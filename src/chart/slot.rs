//! Chart Slot
//!
//! Owns the drawing surface and the single live chart bound to it.

use serde::Serialize;

use super::backend::{ChartBackend, ChartError};
use super::config::LineChartConfig;

/// Lifetime counters of a slot
#[derive(Debug, Clone, Copy, Default, PartialEq, Eq, Serialize)]
pub struct ChartStats {
    pub created: u64,
    pub destroyed: u64,
}

impl ChartStats {
    /// Charts currently alive (0 or 1)
    pub fn live(&self) -> u64 {
        self.created - self.destroyed
    }
}

/// Drawing surface plus at most one chart instance
pub struct ChartSlot<B: ChartBackend> {
    surface: B,
    current: Option<B::Chart>,
    stats: ChartStats,
}

impl<B: ChartBackend> ChartSlot<B> {
    pub fn new(surface: B) -> Self {
        Self {
            surface,
            current: None,
            stats: ChartStats::default(),
        }
    }

    /// Replace the live chart: release the previous instance, then paint a new one.
    ///
    /// If painting fails the slot is left empty.
    pub fn redraw(&mut self, config: &LineChartConfig) -> Result<&B::Chart, ChartError> {
        self.release();

        let chart = self.surface.create(config)?;
        self.stats.created += 1;
        Ok(&*self.current.insert(chart))
    }

    /// Destroy the live chart, if any
    pub fn release(&mut self) {
        if let Some(previous) = self.current.take() {
            self.surface.destroy(previous);
            self.stats.destroyed += 1;
        }
    }

    pub fn current(&self) -> Option<&B::Chart> {
        self.current.as_ref()
    }

    pub fn stats(&self) -> ChartStats {
        self.stats
    }
}

impl<B: ChartBackend> Drop for ChartSlot<B> {
    fn drop(&mut self) {
        self.release();
    }
}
····················
* **Exercise directions**
Scan the listing for the string "config". Copy each line that has it.

* **Response area**
use super::config::LineChartConfig;
    pub fn redraw(&mut self, config: &LineChartConfig) -> Result<&B::Chart, ChartError> {
        let chart = self.surface.create(config)?;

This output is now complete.